**TASK TO COMPLETE**
Please quote the material exactly, every line of it.

┌────────

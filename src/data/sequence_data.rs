//! The data stored by [`crate::Sequence`]: `i64` values, with summaries that know
//! the size, the sum, the endpoints, and the monotonicity of their segment, and
//! actions that assign, add, and reverse.

use super::*;
use std::ops::Add;

/// Marker type tying together [`SeqSummary`] and [`SeqAction`] over `i64` values.
#[derive(Clone, Copy, PartialEq, Eq, Debug)]
pub struct SeqData {}

impl Data for SeqData {
    type Value = i64;
    type Summary = SeqSummary;
    type Action = SeqAction;

    fn to_summary(val: &i64) -> SeqSummary {
        SeqSummary {
            size: 1,
            sum: *val,
            first: *val,
            last: *val,
            non_increasing: true,
            non_decreasing: true,
        }
    }
}

/// The summary of a segment of the sequence.
///
/// `first` and `last` are only meaningful when `size > 0`. The empty segment
/// is both non-increasing and non-decreasing.
#[derive(Clone, Copy, PartialEq, Eq, Debug)]
pub struct SeqSummary {
    pub size: usize,
    pub sum: i64,
    pub first: i64,
    pub last: i64,
    pub non_increasing: bool,
    pub non_decreasing: bool,
}

impl SeqSummary {
    pub fn is_empty(&self) -> bool {
        self.size == 0
    }

    /// The first value of the segment, if it isn't empty.
    pub fn first(&self) -> Option<i64> {
        if self.is_empty() {
            None
        } else {
            Some(self.first)
        }
    }

    /// The last value of the segment, if it isn't empty.
    pub fn last(&self) -> Option<i64> {
        if self.is_empty() {
            None
        } else {
            Some(self.last)
        }
    }
}

impl Default for SeqSummary {
    fn default() -> Self {
        SeqSummary {
            size: 0,
            sum: 0,
            first: 0,
            last: 0,
            non_increasing: true,
            non_decreasing: true,
        }
    }
}

impl Add for SeqSummary {
    type Output = SeqSummary;

    fn add(self, right: SeqSummary) -> SeqSummary {
        if self.is_empty() {
            return right;
        }
        if right.is_empty() {
            return self;
        }
        SeqSummary {
            size: self.size + right.size,
            sum: self.sum.wrapping_add(right.sum),
            first: self.first,
            last: right.last,
            non_increasing: self.non_increasing && right.non_increasing && self.last >= right.first,
            non_decreasing: self.non_decreasing && right.non_decreasing && self.last <= right.first,
        }
    }
}

impl SizedSummary for SeqSummary {
    fn size(self) -> usize {
        self.size
    }
}

/// A pending change to a segment: first the values are overwritten by `assign` (if present),
/// then `add` is added to them, and the segment is reversed if `reverse` is set.
///
/// Invariant: if `assign` is present then `add == 0`, since the addition is folded into
/// the assigned value.
#[derive(Clone, Copy, PartialEq, Eq, Debug, Default)]
pub struct SeqAction {
    assign: Option<i64>,
    add: i64,
    reverse: bool,
}

impl SeqAction {
    /// Sets every value to `value`.
    pub fn assign(value: i64) -> SeqAction {
        SeqAction {
            assign: Some(value),
            add: 0,
            reverse: false,
        }
    }

    /// Adds `delta` to every value.
    pub fn add(delta: i64) -> SeqAction {
        SeqAction {
            assign: None,
            add: delta,
            reverse: false,
        }
    }

    /// Reverses the segment.
    pub fn reverse() -> SeqAction {
        SeqAction {
            assign: None,
            add: 0,
            reverse: true,
        }
    }

    pub fn assigned_value(&self) -> Option<i64> {
        self.assign
    }

    pub fn added_value(&self) -> i64 {
        self.add
    }
}

impl Add for SeqAction {
    type Output = SeqAction;

    /// `later + earlier`.
    fn add(self, earlier: SeqAction) -> SeqAction {
        let reverse = self.reverse ^ earlier.reverse;
        match (self.assign, earlier.assign) {
            (Some(value), _) => SeqAction {
                assign: Some(value),
                add: 0,
                reverse,
            },
            (None, Some(value)) => SeqAction {
                assign: Some(value.wrapping_add(self.add)),
                add: 0,
                reverse,
            },
            (None, None) => SeqAction {
                assign: None,
                add: earlier.add.wrapping_add(self.add),
                reverse,
            },
        }
    }
}

impl Action for SeqAction {
    fn is_identity(self) -> bool {
        self == Default::default()
    }

    fn to_reverse(self) -> bool {
        self.reverse
    }
}

impl Acts<i64> for SeqAction {
    fn act_inplace(&self, val: &mut i64) {
        if let Some(value) = self.assign {
            *val = value;
        }
        *val = val.wrapping_add(self.add);
    }
}

impl Acts<SeqSummary> for SeqAction {
    fn act_inplace(&self, summary: &mut SeqSummary) {
        if summary.is_empty() {
            return;
        }
        if let Some(value) = self.assign {
            summary.sum = value.wrapping_mul(summary.size as i64);
            summary.first = value;
            summary.last = value;
            summary.non_increasing = true;
            summary.non_decreasing = true;
        }
        if self.add != 0 {
            summary.sum = summary
                .sum
                .wrapping_add(self.add.wrapping_mul(summary.size as i64));
            summary.first = summary.first.wrapping_add(self.add);
            summary.last = summary.last.wrapping_add(self.add);
        }
        if self.reverse {
            std::mem::swap(&mut summary.first, &mut summary.last);
            std::mem::swap(&mut summary.non_increasing, &mut summary.non_decreasing);
        }
    }
}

└────────

**ANSWER SECTION**
filename src/data/sequence_data.rs
//! The data stored by [`crate::Sequence`]: `i64` values, with summaries that know
//! the size, the sum, the endpoints, and the monotonicity of their segment, and
//! actions that assign, add, and reverse.

use super::*;
use std::ops::Add;

/// Marker type tying together [`SeqSummary`] and [`SeqAction`] over `i64` values.
#[derive(Clone, Copy, PartialEq, Eq, Debug)]
pub struct SeqData {}

impl Data for SeqData {
    type Value = i64;
    type Summary = SeqSummary;
    type Action = SeqAction;

    fn to_summary(val: &i64) -> SeqSummary {
        SeqSummary {
            size: 1,
            sum: *val,
            first: *val,
            last: *val,
            non_increasing: true,
            non_decreasing: true,
        }
    }
}

/// The summary of a segment of the sequence.
///
/// `first` and `last` are only meaningful when `size > 0`. The empty segment
/// is both non-increasing and non-decreasing.
#[derive(Clone, Copy, PartialEq, Eq, Debug)]
pub struct SeqSummary {
    pub size: usize,
    pub sum: i64,
    pub first: i64,
    pub last: i64,
    pub non_increasing: bool,
    pub non_decreasing: bool,
}

impl SeqSummary {
    pub fn is_empty(&self) -> bool {
        self.size == 0
    }

    /// The first value of the segment, if it isn't empty.
    pub fn first(&self) -> Option<i64> {
        if self.is_empty() {
            None
        } else {
            Some(self.first)
        }
    }

    /// The last value of the segment, if it isn't empty.
    pub fn last(&self) -> Option<i64> {
        if self.is_empty() {
            None
        } else {
            Some(self.last)
        }
    }
}

impl Default for SeqSummary {
    fn default() -> Self {
        SeqSummary {
            size: 0,
            sum: 0,
            first: 0,
            last: 0,
            non_increasing: true,
            non_decreasing: true,
        }
    }
}

impl Add for SeqSummary {
    type Output = SeqSummary;

    fn add(self, right: SeqSummary) -> SeqSummary {
        if self.is_empty() {
            return right;
        }
        if right.is_empty() {
            return self;
        }
        SeqSummary {
            size: self.size + right.size,
            sum: self.sum.wrapping_add(right.sum),
            first: self.first,
            last: right.last,
            non_increasing: self.non_increasing && right.non_increasing && self.last >= right.first,
            non_decreasing: self.non_decreasing && right.non_decreasing && self.last <= right.first,
        }
    }
}

impl SizedSummary for SeqSummary {
    fn size(self) -> usize {
        self.size
    }
}

/// A pending change to a segment: first the values are overwritten by `assign` (if present),
/// then `add` is added to them, and the segment is reversed if `reverse` is set.
///
/// Invariant: if `assign` is present then `add == 0`, since the addition is folded into
/// the assigned value.
#[derive(Clone, Copy, PartialEq, Eq, Debug, Default)]
pub struct SeqAction {
    assign: Option<i64>,
    add: i64,
    reverse: bool,
}

impl SeqAction {
    /// Sets every value to `value`.
    pub fn assign(value: i64) -> SeqAction {
        SeqAction {
            assign: Some(value),
            add: 0,
            reverse: false,
        }
    }

    /// Adds `delta` to every value.
    pub fn add(delta: i64) -> SeqAction {
        SeqAction {
            assign: None,
            add: delta,
            reverse: false,
        }
    }

    /// Reverses the segment.
    pub fn reverse() -> SeqAction {
        SeqAction {
            assign: None,
            add: 0,
            reverse: true,
        }
    }

    pub fn assigned_value(&self) -> Option<i64> {
        self.assign
    }

    pub fn added_value(&self) -> i64 {
        self.add
    }
}

impl Add for SeqAction {
    type Output = SeqAction;

    /// `later + earlier`.
    fn add(self, earlier: SeqAction) -> SeqAction {
        let reverse = self.reverse ^ earlier.reverse;
        match (self.assign, earlier.assign) {
            (Some(value), _) => SeqAction {
                assign: Some(value),
                add: 0,
                reverse,
            },
            (None, Some(value)) => SeqAction {
                assign: Some(value.wrapping_add(self.add)),
                add: 0,
                reverse,
            },
            (None, None) => SeqAction {
                assign: None,
                add: earlier.add.wrapping_add(self.add),
                reverse,
            },
        }
    }
}

impl Action for SeqAction {
    fn is_identity(self) -> bool {
        self == Default::default()
    }

    fn to_reverse(self) -> bool {
        self.reverse
    }
}

impl Acts<i64> for SeqAction {
    fn act_inplace(&self, val: &mut i64) {
        if let Some(value) = self.assign {
            *val = value;
        }
        *val = val.wrapping_add(self.add);
    }
}

impl Acts<SeqSummary> for SeqAction {
    fn act_inplace(&self, summary: &mut SeqSummary) {
        if summary.is_empty() {
            return;
        }
        if let Some(value) = self.assign {
            summary.sum = value.wrapping_mul(summary.size as i64);
            summary.first = value;
            summary.last = value;
            summary.non_increasing = true;
            summary.non_decreasing = true;
        }
        if self.add != 0 {
            summary.sum = summary
                .sum
                .wrapping_add(self.add.wrapping_mul(summary.size as i64));
            summary.first = summary.first.wrapping_add(self.add);
            summary.last = summary.last.wrapping_add(self.add);
        }
        if self.reverse {
            std::mem::swap(&mut summary.first, &mut summary.last);
            std::mem::swap(&mut summary.non_increasing, &mut summary.non_decreasing);
        }
    }
}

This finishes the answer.